Grande tristesse de l’ensemble

« Depuis quand à Paris, les arbres s'abattent-ils sur des poètes en promenade et leur fracassent le crâne ? »
Klaus Mann

Les racines ? Non-merci je préfère les branches ! Oui Rilke, les anges, la cime des arbres. Ce faîte là, les branches, les frondaisons, ces racines buvant le ciel. Il n’y a pas d’autres racines possibles. Pas les tristes tubercules de Maurice Barrès.. Pas de glaise, d’humus gras et de limon national… Il y a Rilke, Rilke et Bachelard, Bachelard et Baudelaire, l’air et les songes, les nuages, les merveilleux nuages. Il faut aimer les nuages et il faut aimer les étrangers qui les regardent passer. Il faut savoir contempler le ciel à travers les branches et ne pas trébucher dans d’hypothétiques racines…

Les racines ? Les branches ! Un jour de juin 1938 une tornade incongrue s’abat sur Paris ; elle fait deux morts : un quidam incertain, trépassé au bois de Vincennes, et devant le théâtre Marigny ; un passant assassiné par la branche maîtresse d’un arbre de belle taille. Triste concordance avec notre sujet, le passant était Ödön von Horváth romancier et dramaturge mittleuropa réfugié à Paris à l'abri des sinistres païens à flambeaux teutoniques. Ödön von Horváth qui devait quitter Paris le lendemain pour l’Amérique. Voilà qu’en sortant du Fouquet’s, une tornade, une branche et derechef un nouveau membre de la vaste communauté des trépassés. Curieux destin, moins tragique que celui de Stefan Zweig ou Walter Benjamin défunts plus sombres, car conscients de leur trépas, eux... Néanmoins circonstances curieuses et somme toute grande tristesse de l’ensemble.

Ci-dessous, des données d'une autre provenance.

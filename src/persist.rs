//! JSON persistence for clustering outputs
//!
//! Two artifacts leave the pipeline: the finalized area-to-cluster map
//! consumed by downstream visualization code, and the list of diagnostic
//! records from a grid search, read back by reporting code.

use crate::error::Result;
use crate::grid::DiagnosticRecord;
use crate::table::ClusterAssignment;
use std::fs::File;
use std::io::{BufReader, BufWriter};
use std::path::Path;

/// Write the canonical area-to-cluster JSON object
pub fn write_assignment(path: impl AsRef<Path>, assignment: &ClusterAssignment) -> Result<()> {
    let file = File::create(path)?;
    serde_json::to_writer_pretty(BufWriter::new(file), assignment)?;
    Ok(())
}

/// Read an area-to-cluster JSON object
pub fn read_assignment(path: impl AsRef<Path>) -> Result<ClusterAssignment> {
    let file = File::open(path)?;
    Ok(serde_json::from_reader(BufReader::new(file))?)
}

/// Write grid-search diagnostic records as a JSON array
pub fn write_diagnostics(path: impl AsRef<Path>, records: &[DiagnosticRecord]) -> Result<()> {
    let file = File::create(path)?;
    serde_json::to_writer_pretty(BufWriter::new(file), records)?;
    Ok(())
}

/// Read grid-search diagnostic records back
pub fn read_diagnostics(path: impl AsRef<Path>) -> Result<Vec<DiagnosticRecord>> {
    let file = File::open(path)?;
    Ok(serde_json::from_reader(BufReader::new(file))?)
}
//! Gaussian mixture model with diagonal covariances, fit by EM

use crate::error::{Error, Result};
use crate::initialization::{initialize_centroids, InitMethod};
use crate::utils::{validate_data, validate_parameters};
use ndarray::{Array1, Array2, ArrayView2, Axis};
use rand::prelude::*;
use rayon::prelude::*;
use serde::{Deserialize, Serialize};

/// Gaussian mixture clusterer (diagonal covariance)
#[derive(Debug, Clone, Serialize, Deserialize)]
pub struct GaussianMixture {
    /// Number of mixture components
    pub n_components: usize,
    /// Maximum number of EM iterations
    pub max_iter: usize,
    /// Tolerance on the mean log-likelihood gain for convergence
    pub tol: f64,
    /// Floor added to every variance to keep components non-degenerate
    pub reg_covar: f64,
    /// Number of initialization runs
    pub n_init: usize,
    /// Random seed for reproducibility
    pub random_state: Option<u64>,
    /// Number of parallel jobs (None = parallel when n_init > 1)
    pub n_jobs: Option<usize>,
}

/// Result of a Gaussian mixture fit
#[derive(Debug, Clone)]
pub struct GaussianMixtureResult {
    /// Hard component labels (argmax responsibility) for each data point
    pub labels: Array1<usize>,
    /// Component means
    pub means: Array2<f64>,
    /// Per-feature component variances
    pub variances: Array2<f64>,
    /// Mixing weights, summing to 1
    pub weights: Array1<f64>,
    /// Mean per-sample log-likelihood of the final model
    pub log_likelihood: f64,
    /// Number of EM iterations run
    pub n_iter: usize,
    /// Whether EM converged
    pub converged: bool,
}

impl Default for GaussianMixture {
    fn default() -> Self {
        Self {
            n_components: 1,
            max_iter: 100,
            tol: 1e-3,
            reg_covar: 1e-6,
            n_init: 1,
            random_state: None,
            n_jobs: None,
        }
    }
}

impl GaussianMixture {
    /// Create a new mixture with the given number of components
    pub fn new(n_components: usize) -> Self {
        Self {
            n_components,
            ..Default::default()
        }
    }

    /// Set the maximum number of EM iterations
    pub fn max_iter(mut self, max_iter: usize) -> Self {
        self.max_iter = max_iter;
        self
    }

    /// Set the convergence tolerance
    pub fn tolerance(mut self, tol: f64) -> Self {
        self.tol = tol;
        self
    }

    /// Set the variance regularization floor
    pub fn reg_covar(mut self, reg_covar: f64) -> Self {
        self.reg_covar = reg_covar;
        self
    }

    /// Set the number of initialization runs
    pub fn n_init(mut self, n_init: usize) -> Self {
        self.n_init = n_init;
        self
    }

    /// Set the random seed for reproducibility
    pub fn random_state(mut self, seed: u64) -> Self {
        self.random_state = Some(seed);
        self
    }

    /// Set the number of parallel jobs
    pub fn n_jobs(mut self, n_jobs: usize) -> Self {
        self.n_jobs = Some(n_jobs);
        self
    }

    /// Fit the mixture and return the best of `n_init` runs
    pub fn fit(&self, data: ArrayView2<f64>) -> Result<GaussianMixtureResult> {
        self.validate_input(data)?;

        let results: Vec<Result<GaussianMixtureResult>> = if self.should_use_parallel() {
            (0..self.n_init)
                .into_par_iter()
                .map(|i| {
                    let seed = self.random_state.unwrap_or(0) + i as u64;
                    self.fit_single(data, seed)
                })
                .collect()
        } else {
            (0..self.n_init)
                .map(|i| {
                    let seed = self.random_state.unwrap_or(0) + i as u64;
                    self.fit_single(data, seed)
                })
                .collect()
        };

        let mut best_result: Option<GaussianMixtureResult> = None;
        let mut best_ll = f64::NEG_INFINITY;
        for result in results {
            let result = result?;
            if result.log_likelihood > best_ll {
                best_ll = result.log_likelihood;
                best_result = Some(result);
            }
        }

        best_result.ok_or_else(|| Error::computation("No successful EM runs"))
    }

    /// Fit the model and return only the hard component labels
    pub fn fit_predict(&self, data: ArrayView2<f64>) -> Result<Array1<usize>> {
        let result = self.fit(data)?;
        Ok(result.labels)
    }

    /// Single EM run from one initialization
    fn fit_single(&self, data: ArrayView2<f64>, seed: u64) -> Result<GaussianMixtureResult> {
        let mut rng = StdRng::seed_from_u64(seed);
        let (n, d) = data.dim();
        let k = self.n_components;

        let mut means =
            initialize_centroids(data, k, InitMethod::KMeansPlusPlus, &mut rng)?;
        let mut variances = Array2::from_elem((k, d), 0.0);
        let column_var = column_variances(data);
        for comp in 0..k {
            for j in 0..d {
                variances[[comp, j]] = column_var[j] + self.reg_covar;
            }
        }
        let mut weights = Array1::from_elem(k, 1.0 / k as f64);

        let mut log_likelihood = f64::NEG_INFINITY;
        let mut n_iter = 0;
        let mut converged = false;
        let mut responsibilities = Array2::zeros((n, k));

        for iter in 0..self.max_iter {
            n_iter = iter + 1;

            // E-step: responsibilities via log-sum-exp
            let mut total_ll = 0.0;
            for i in 0..n {
                let mut log_probs = vec![0.0; k];
                for comp in 0..k {
                    log_probs[comp] = weights[comp].ln()
                        + log_gaussian_diag(
                            data.row(i),
                            means.row(comp),
                            variances.row(comp),
                        );
                }
                let max_lp = log_probs
                    .iter()
                    .fold(f64::NEG_INFINITY, |acc, &v| acc.max(v));
                let lse = max_lp
                    + log_probs
                        .iter()
                        .map(|lp| (lp - max_lp).exp())
                        .sum::<f64>()
                        .ln();
                total_ll += lse;
                for comp in 0..k {
                    responsibilities[[i, comp]] = (log_probs[comp] - lse).exp();
                }
            }
            let mean_ll = total_ll / n as f64;

            if (mean_ll - log_likelihood).abs() < self.tol {
                log_likelihood = mean_ll;
                converged = true;
                break;
            }
            log_likelihood = mean_ll;

            // M-step
            for comp in 0..k {
                let resp = responsibilities.column(comp);
                let nk: f64 = resp.sum();
                if nk <= 0.0 {
                    return Err(Error::computation(format!(
                        "Component {comp} collapsed to zero responsibility"
                    )));
                }
                weights[comp] = nk / n as f64;

                let mut mean = Array1::zeros(d);
                for i in 0..n {
                    mean.scaled_add(resp[i], &data.row(i));
                }
                mean /= nk;

                let mut var = Array1::zeros(d);
                for i in 0..n {
                    for j in 0..d {
                        let diff = data[[i, j]] - mean[j];
                        var[j] += resp[i] * diff * diff;
                    }
                }
                var /= nk;
                var += self.reg_covar;

                means.row_mut(comp).assign(&mean);
                variances.row_mut(comp).assign(&var);
            }
        }

        // Hard labels from final responsibilities
        let mut labels = Array1::zeros(n);
        for i in 0..n {
            let mut best = 0;
            let mut best_resp = f64::NEG_INFINITY;
            for comp in 0..k {
                if responsibilities[[i, comp]] > best_resp {
                    best_resp = responsibilities[[i, comp]];
                    best = comp;
                }
            }
            labels[i] = best;
        }

        Ok(GaussianMixtureResult {
            labels,
            means,
            variances,
            weights,
            log_likelihood,
            n_iter,
            converged,
        })
    }

    /// Validate input parameters and data
    fn validate_input(&self, data: ArrayView2<f64>) -> Result<()> {
        validate_parameters(self.n_components, self.max_iter, self.tol, self.n_init)?;
        validate_data(data)?;

        if self.n_components > data.nrows() {
            return Err(Error::invalid_parameter(
                "Number of components cannot exceed number of data points",
            ));
        }
        if self.reg_covar < 0.0 {
            return Err(Error::invalid_parameter("reg_covar must be >= 0"));
        }

        Ok(())
    }

    /// Determine if parallel processing should be used
    fn should_use_parallel(&self) -> bool {
        match self.n_jobs {
            Some(1) => false,
            Some(_) => true,
            None => self.n_init > 1,
        }
    }
}

/// Log-density of a point under a diagonal-covariance Gaussian
fn log_gaussian_diag(
    x: ndarray::ArrayView1<f64>,
    mean: ndarray::ArrayView1<f64>,
    var: ndarray::ArrayView1<f64>,
) -> f64 {
    let mut acc = 0.0;
    for j in 0..x.len() {
        let v = var[j];
        let diff = x[j] - mean[j];
        acc += (2.0 * std::f64::consts::PI * v).ln() + diff * diff / v;
    }
    -0.5 * acc
}

/// Sample variance of each column (ddof = 0, regularized by the caller)
fn column_variances(data: ArrayView2<f64>) -> Array1<f64> {
    let n = data.nrows() as f64;
    let means = data.mean_axis(Axis(0)).unwrap_or_else(|| Array1::zeros(data.ncols()));
    let mut var = Array1::zeros(data.ncols());
    for row in data.rows() {
        for j in 0..data.ncols() {
            let diff = row[j] - means[j];
            var[j] += diff * diff;
        }
    }
    var / n
}

#[cfg(test)]
mod tests {
    use super::*;
    use ndarray::array;

    fn two_blobs() -> Array2<f64> {
        array![
            [0.0, 0.1],
            [0.2, 0.0],
            [-0.1, 0.2],
            [8.0, 8.1],
            [8.2, 7.9],
            [7.9, 8.2],
        ]
    }

    #[test]
    fn test_gmm_builder() {
        let gmm = GaussianMixture::new(3)
            .max_iter(50)
            .tolerance(1e-4)
            .reg_covar(1e-5)
            .n_init(2)
            .random_state(11);

        assert_eq!(gmm.n_components, 3);
        assert_eq!(gmm.max_iter, 50);
        assert_eq!(gmm.tol, 1e-4);
        assert_eq!(gmm.reg_covar, 1e-5);
        assert_eq!(gmm.n_init, 2);
        assert_eq!(gmm.random_state, Some(11));
    }

    #[test]
    fn test_gmm_separates_blobs() {
        let data = two_blobs();
        let gmm = GaussianMixture::new(2).random_state(42).n_init(3);

        let result = gmm.fit(data.view()).unwrap();
        assert_eq!(result.labels.len(), 6);
        assert_eq!(result.labels[0], result.labels[1]);
        assert_eq!(result.labels[3], result.labels[5]);
        assert_ne!(result.labels[0], result.labels[3]);
        let weight_sum: f64 = result.weights.sum();
        assert!((weight_sum - 1.0).abs() < 1e-9);
    }

    #[test]
    fn test_gmm_deterministic_with_seed() {
        let data = two_blobs();
        let gmm = GaussianMixture::new(2).random_state(5).n_init(2);

        let a = gmm.fit_predict(data.view()).unwrap();
        let b = gmm.fit_predict(data.view()).unwrap();
        assert_eq!(a, b);
    }

    #[test]
    fn test_gmm_single_component() {
        let data = two_blobs();
        let gmm = GaussianMixture::new(1).random_state(1);

        let result = gmm.fit(data.view()).unwrap();
        assert!(result.labels.iter().all(|&l| l == 0));
    }

    #[test]
    fn test_gmm_invalid_parameters() {
        let data = array![[1.0], [2.0]];
        assert!(GaussianMixture::new(0).fit(data.view()).is_err());
        assert!(GaussianMixture::new(3).fit(data.view()).is_err());
    }
}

« Je n’ai pas de pays natal et, bien entendu, je n’en souffre aucunement. Je me réjouis au contraire de ce manque d’enracinement car il me libère d’une sentimentalité inutile... » Pour paraphraser et synthétiser le bienheureux Bernard Frank : « avec un ton pareil, c’était l’Amérique, la branche d’arbre ou les camps. »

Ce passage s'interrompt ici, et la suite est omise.